Color myLEDProxyItem
Switch myLEDPower {<<yourbinding>>}
Color myLEDColor {<<yourbinding>>}
Dimmer myLEDBrightness {<<yourbinding>>}

(The myLEDProxyItem would be the one item you would add to your home bridge configuration)

Then you would create a rule, that monitors incoming commands to your proxy item and push them to your other items, while changing your proxy item if your other items are changed.

led.rules

import java.lang.Integer
import java.lang.NumberFormatException

rule 'incoming proxy request'
when
    Item myLEDProxyItem received command
then
    if (receivedCommand == "ON" || receivedCommand == "OFF") {
        myLEDPower.sendCommand(receivedCommand);
    } else {
        try {
            val int num = Integer.parseInt(receivedCommand)
            myLEDBrightness.sendCommand(receivedCommand);
            // not sure if your accessory is 'smart enough' to also trigger the switch on, when a brightness is set, if not you would need something like this:
           if(receivedCommand > 0) {
                myLEDPower.sendCommand("ON");
            } else {
                myLEDPower.sendCommand("OFF");
            }
        } catch (NumberFormatException e) {
            // String is not a number
            //now this should be a color couple, as mentioned above, if your items are not 'smart enough', you would need to parse the 'receivedCommand' and perform brightness and power settings as well, I am a little bit lazy at the moment, therefore I would suggest you to give it a try, feel free to post if you can't find a solution :P
            myLEDColor.sendCommand(receivedCommand);
        }
end

rule "brightness led changed"
when
    myLEDBrightness changed
then
    myLEDProxyItem.postUpdate(myLEDBrightness.state);
end

rule "power led changed"
when
    myLEDPower changed
then
    myLEDProxyItem.postUpdate(myLEDPower.state);
end

rule "color led changed"
when
    myLEDColor changed
then
    myLEDProxyItem.postUpdate(myLEDColor.state);
end

As said earlier, I did this quickly while on the train without really checking it, but it should give you an idea how to create and keep proxy items in sync. I hope that helped.
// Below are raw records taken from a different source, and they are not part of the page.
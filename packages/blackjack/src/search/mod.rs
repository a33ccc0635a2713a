//! Bounded-depth enumeration of future game states.
//!
//! Every remaining card in the pool is treated as an equally weighted
//! possible next card, so a player hit (or a dealer draw) fans out into one
//! successor per pool position. Each successor owns its own copy of both
//! hands and the pool; siblings never share mutable state.
//!
//! Plies alternate between the player and the dealer:
//!
//! * player node: stand (same cards, dealer to act) plus one hit per pool card
//! * dealer node: resolves as soon as the dealer must stop, otherwise one draw
//!   per pool card with the player to act next
//!
//! A node is terminal once the depth budget is spent or the player is over
//! 21. Running out of depth compares whatever partial hands exist at that
//! point, so deep futures are approximated rather than played out.

use std::collections::VecDeque;

use serde::{Deserialize, Serialize};

use crate::hand::calculate_hand_value;
use crate::{Card, GameRules};

/// Classification of a single terminal state.
#[derive(Debug, Clone, Copy, PartialEq, Eq, Hash, Serialize, Deserialize)]
pub enum Outcome {
    Win,
    Lose,
    Tie,
    /// Player went over 21. Counts as a loss.
    Bust,
}

/// Compare final (or partial) hands.
pub fn resolve(player: &[Card], dealer: &[Card]) -> Outcome {
    let player_value = calculate_hand_value(player);
    let dealer_value = calculate_hand_value(dealer);

    if player_value > 21 {
        Outcome::Bust
    } else if dealer_value > 21 || player_value > dealer_value {
        Outcome::Win
    } else if player_value < dealer_value {
        Outcome::Lose
    } else {
        Outcome::Tie
    }
}

/// Terminal outcome counts from one search.
#[derive(Debug, Clone, Copy, Default, PartialEq, Eq, Serialize, Deserialize)]
pub struct Tally {
    pub win: u64,
    pub lose: u64,
    pub tie: u64,
    pub bust: u64,
}

impl Tally {
    pub fn record(&mut self, outcome: Outcome) {
        match outcome {
            Outcome::Win => self.win += 1,
            Outcome::Lose => self.lose += 1,
            Outcome::Tie => self.tie += 1,
            Outcome::Bust => self.bust += 1,
        }
    }

    pub fn merge(&mut self, other: &Tally) {
        self.win += other.win;
        self.lose += other.lose;
        self.tie += other.tie;
        self.bust += other.bust;
    }

    pub fn merged(mut self, other: Tally) -> Tally {
        self.merge(&other);
        self
    }

    pub fn count(&self, outcome: Outcome) -> u64 {
        match outcome {
            Outcome::Win => self.win,
            Outcome::Lose => self.lose,
            Outcome::Tie => self.tie,
            Outcome::Bust => self.bust,
        }
    }

    /// Number of terminal states explored.
    pub fn total(&self) -> u64 {
        self.win + self.lose + self.tie + self.bust
    }

    /// Plain losses plus busts.
    pub fn losses(&self) -> u64 {
        self.lose + self.bust
    }

    /// Share of terminal states that are wins; 0.0 for an empty tally.
    pub fn win_probability(&self) -> f64 {
        match self.total() {
            0 => 0.0,
            total => self.win as f64 / total as f64,
        }
    }
}

impl From<Outcome> for Tally {
    fn from(outcome: Outcome) -> Self {
        let mut tally = Tally::default();
        tally.record(outcome);
        tally
    }
}

#[derive(Debug, Clone, Copy, PartialEq, Eq, Serialize, Deserialize)]
pub enum Turn {
    Player,
    Dealer,
}

/// One node of the search tree.
#[derive(Debug, Clone, PartialEq, Eq)]
pub struct SearchState {
    pub player: Vec<Card>,
    pub dealer: Vec<Card>,
    pub pool: Vec<Card>,
    pub turn: Turn,
    /// Plies left before the node is cut off.
    pub depth: u8,
}

impl SearchState {
    pub fn new(
        player: Vec<Card>,
        dealer: Vec<Card>,
        pool: Vec<Card>,
        turn: Turn,
        depth: u8,
    ) -> Self {
        Self {
            player,
            dealer,
            pool,
            turn,
            depth,
        }
    }

    /// Copy of the pool with position `index` removed, plus the removed card.
    pub fn take(&self, index: usize) -> (Card, Vec<Card>) {
        let mut pool = self.pool.clone();
        let card = pool.remove(index);
        (card, pool)
    }

    /// Player draws pool position `index`; the dealer acts next.
    pub fn player_draws(&self, index: usize) -> SearchState {
        let (card, pool) = self.take(index);
        let mut player = self.player.clone();
        player.push(card);
        let depth = self.depth.saturating_sub(1);
        SearchState::new(player, self.dealer.clone(), pool, Turn::Dealer, depth)
    }

    /// Dealer draws pool position `index`; the player acts next.
    pub fn dealer_draws(&self, index: usize) -> SearchState {
        let (card, pool) = self.take(index);
        let mut dealer = self.dealer.clone();
        dealer.push(card);
        let depth = self.depth.saturating_sub(1);
        SearchState::new(self.player.clone(), dealer, pool, Turn::Player, depth)
    }

    pub fn player_stands(&self) -> SearchState {
        SearchState::new(
            self.player.clone(),
            self.dealer.clone(),
            self.pool.clone(),
            Turn::Dealer,
            self.depth.saturating_sub(1),
        )
    }
}

#[derive(Debug, Clone, PartialEq, Eq)]
pub enum Step {
    Terminal(Outcome),
    Branch(Vec<SearchState>),
}

#[derive(Debug, Clone, Copy, Default, PartialEq, Eq, Serialize, Deserialize)]
pub enum Traversal {
    /// Recursive; memory bounded by depth.
    #[default]
    DepthFirst,
    /// Explicit FIFO queue; memory bounded by the widest ply.
    BreadthFirst,
    /// Root successors searched depth-first on the rayon pool.
    #[cfg(feature = "parallel")]
    Parallel,
}

/// Exhaustive search under a fixed dealer policy.
#[derive(Debug, Clone, Copy)]
pub struct Search {
    rules: GameRules,
    traversal: Traversal,
}

impl Search {
    pub fn new(rules: GameRules) -> Self {
        Self {
            rules,
            traversal: Traversal::default(),
        }
    }

    pub fn with_traversal(mut self, traversal: Traversal) -> Self {
        self.traversal = traversal;
        self
    }

    /// Successors of `state`, or its outcome if it is terminal.
    pub fn expand(&self, state: &SearchState) -> Step {
        if state.depth == 0 || calculate_hand_value(&state.player) > 21 {
            return Step::Terminal(resolve(&state.player, &state.dealer));
        }

        match state.turn {
            Turn::Player => {
                let mut children = Vec::with_capacity(state.pool.len() + 1);
                children.push(state.player_stands());
                children.extend((0..state.pool.len()).map(|i| state.player_draws(i)));
                Step::Branch(children)
            }
            Turn::Dealer => {
                // A dealer that has to hit from an empty pool is stuck where it is.
                if !self.rules.dealer_should_hit(&state.dealer) || state.pool.is_empty() {
                    Step::Terminal(resolve(&state.player, &state.dealer))
                } else {
                    Step::Branch((0..state.pool.len()).map(|i| state.dealer_draws(i)).collect())
                }
            }
        }
    }

    pub fn run(&self, root: SearchState) -> Tally {
        let (depth, pool) = (root.depth, root.pool.len());
        let tally = match self.traversal {
            Traversal::DepthFirst => self.depth_first(&root),
            Traversal::BreadthFirst => self.breadth_first(root),
            #[cfg(feature = "parallel")]
            Traversal::Parallel => self.parallel(&root),
        };
        log::trace!(
            "search depth={depth} pool={pool} -> win={} lose={} tie={} bust={}",
            tally.win,
            tally.lose,
            tally.tie,
            tally.bust
        );
        tally
    }

    fn depth_first(&self, state: &SearchState) -> Tally {
        match self.expand(state) {
            Step::Terminal(outcome) => Tally::from(outcome),
            Step::Branch(children) => children
                .iter()
                .fold(Tally::default(), |acc, child| acc.merged(self.depth_first(child))),
        }
    }

    fn breadth_first(&self, root: SearchState) -> Tally {
        let mut tally = Tally::default();
        let mut queue = VecDeque::from([root]);

        while let Some(state) = queue.pop_front() {
            match self.expand(&state) {
                Step::Terminal(outcome) => tally.record(outcome),
                Step::Branch(children) => queue.extend(children),
            }
        }

        tally
    }

    #[cfg(feature = "parallel")]
    fn parallel(&self, root: &SearchState) -> Tally {
        use rayon::prelude::*;

        match self.expand(root) {
            Step::Terminal(outcome) => Tally::from(outcome),
            Step::Branch(children) => children
                .par_iter()
                .map(|child| self.depth_first(child))
                .reduce(Tally::default, Tally::merged),
        }
    }
}

/// Search from a player decision point with the default rules.
pub fn search(pool: &[Card], player_hand: &[Card], dealer_hand: &[Card], max_depth: u8) -> Tally {
    let root = SearchState::new(
        player_hand.to_vec(),
        dealer_hand.to_vec(),
        pool.to_vec(),
        Turn::Player,
        max_depth,
    );
    Search::new(GameRules::default()).run(root)
}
Tazintosh commented 4 years ago

Hi @steilerDev, I'm happy you did not put much time into this but still, I'm sure it will help some other people that were in my case. The proxy concept is cool, I was clearly missing this.
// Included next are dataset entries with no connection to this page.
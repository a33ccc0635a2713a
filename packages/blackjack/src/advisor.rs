use serde::{Deserialize, Serialize};

use crate::search::{Search, SearchState, Tally, Traversal, Turn};
use crate::{Action, Card, GameRules};

/// Default lookahead used by `recommend_action`.
pub const DEFAULT_SEARCH_DEPTH: u8 = 3;

/// Both searches behind a hit/stand decision.
#[derive(Debug, Clone, Copy, PartialEq, Serialize, Deserialize)]
pub struct Recommendation {
    pub action: Action,
    /// Outcomes summed over every possible next card. Display only: a seed
    /// that busts at once contributes one leaf, so the raw ratio is skewed.
    pub hit: Tally,
    pub stand: Tally,
    /// Number of hypothetical next cards the hit search was seeded with.
    pub hit_branches: usize,
    /// Mean of the per-card win probabilities, each next card weighted equally.
    pub hit_probability: f64,
}

impl Recommendation {
    pub fn hit_win_probability(&self) -> f64 {
        self.hit_probability
    }

    pub fn stand_win_probability(&self) -> f64 {
        self.stand.win_probability()
    }
}

/// Strictly better hit odds are required to hit; ties stand.
pub fn choose_action(hit_win_probability: f64, stand_win_probability: f64) -> Action {
    if hit_win_probability > stand_win_probability {
        Action::Hit
    } else {
        Action::Stand
    }
}

/// Hit/stand recommendation engine built on the exhaustive search.
#[derive(Debug, Clone, Copy)]
pub struct Advisor {
    search: Search,
    depth: u8,
}

impl Advisor {
    pub fn new(rules: GameRules) -> Self {
        Self {
            search: Search::new(rules),
            depth: rules.search_depth,
        }
    }

    pub fn with_depth(mut self, depth: u8) -> Self {
        self.depth = depth;
        self
    }

    pub fn with_traversal(mut self, traversal: Traversal) -> Self {
        self.search = self.search.with_traversal(traversal);
        self
    }

    pub fn depth(&self) -> u8 {
        self.depth
    }

    /// Search once as if the player just hit and once as if they just stood.
    ///
    /// The hit search is seeded with each pool card in turn as the drawn card
    /// (removed from that seed's pool). Every seed counts as one equally
    /// likely world, so the hit probability is the mean of the per-seed win
    /// probabilities. Both searches start with the dealer to act and get the
    /// full depth budget.
    pub fn evaluate(
        &self,
        player_hand: &[Card],
        dealer_hand: &[Card],
        pool: &[Card],
    ) -> Recommendation {
        let root = SearchState::new(
            player_hand.to_vec(),
            dealer_hand.to_vec(),
            pool.to_vec(),
            Turn::Player,
            self.depth,
        );

        let mut hit = Tally::default();
        let mut seed_probability_sum = 0.0;
        for index in 0..pool.len() {
            let (card, rest) = root.take(index);
            let mut player = root.player.clone();
            player.push(card);
            let seed =
                SearchState::new(player, root.dealer.clone(), rest, Turn::Dealer, self.depth);
            let tally = self.search.run(seed);
            seed_probability_sum += tally.win_probability();
            hit.merge(&tally);
        }
        let hit_probability = if pool.is_empty() {
            0.0
        } else {
            seed_probability_sum / pool.len() as f64
        };

        let stand = self.search.run(SearchState {
            turn: Turn::Dealer,
            ..root
        });

        let action = choose_action(hit_probability, stand.win_probability());
        log::debug!(
            "player={} dealer={} pool={} depth={}: hit p={:.4} ({} states), \
             stand p={:.4} ({} states) -> {}",
            crate::calculate_hand_value(player_hand),
            crate::calculate_hand_value(dealer_hand),
            pool.len(),
            self.depth,
            hit_probability,
            hit.total(),
            stand.win_probability(),
            stand.total(),
            action
        );

        Recommendation {
            action,
            hit,
            stand,
            hit_branches: pool.len(),
            hit_probability,
        }
    }

    pub fn recommend(&self, player_hand: &[Card], dealer_hand: &[Card], pool: &[Card]) -> Action {
        self.evaluate(player_hand, dealer_hand, pool).action
    }
}

impl Default for Advisor {
    fn default() -> Self {
        Self::new(GameRules::default())
    }
}

/// Hit or stand for the given position, with the default dealer rules.
pub fn recommend_action(
    player_hand: &[Card],
    dealer_hand: &[Card],
    remaining_pool: &[Card],
    max_depth: u8,
) -> Action {
    Advisor::default()
        .with_depth(max_depth)
        .recommend(player_hand, dealer_hand, remaining_pool)
}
Anyway, since more than 2 weeks, my configuration has much evolved. In fact, I've dropped Openhab for now. The learning curve was way to long, for unsatisfying results (sadly) an big needs (need to learn new language to write rules etc.) I've installed Node-RED and the overall experience is immensely better (not speaking writing rules were functions are just javascript). The HomeKit palette "node-red-contrib-homekit-bridged" is a real pleasure, producing a "native" HomeKit device with all expectations.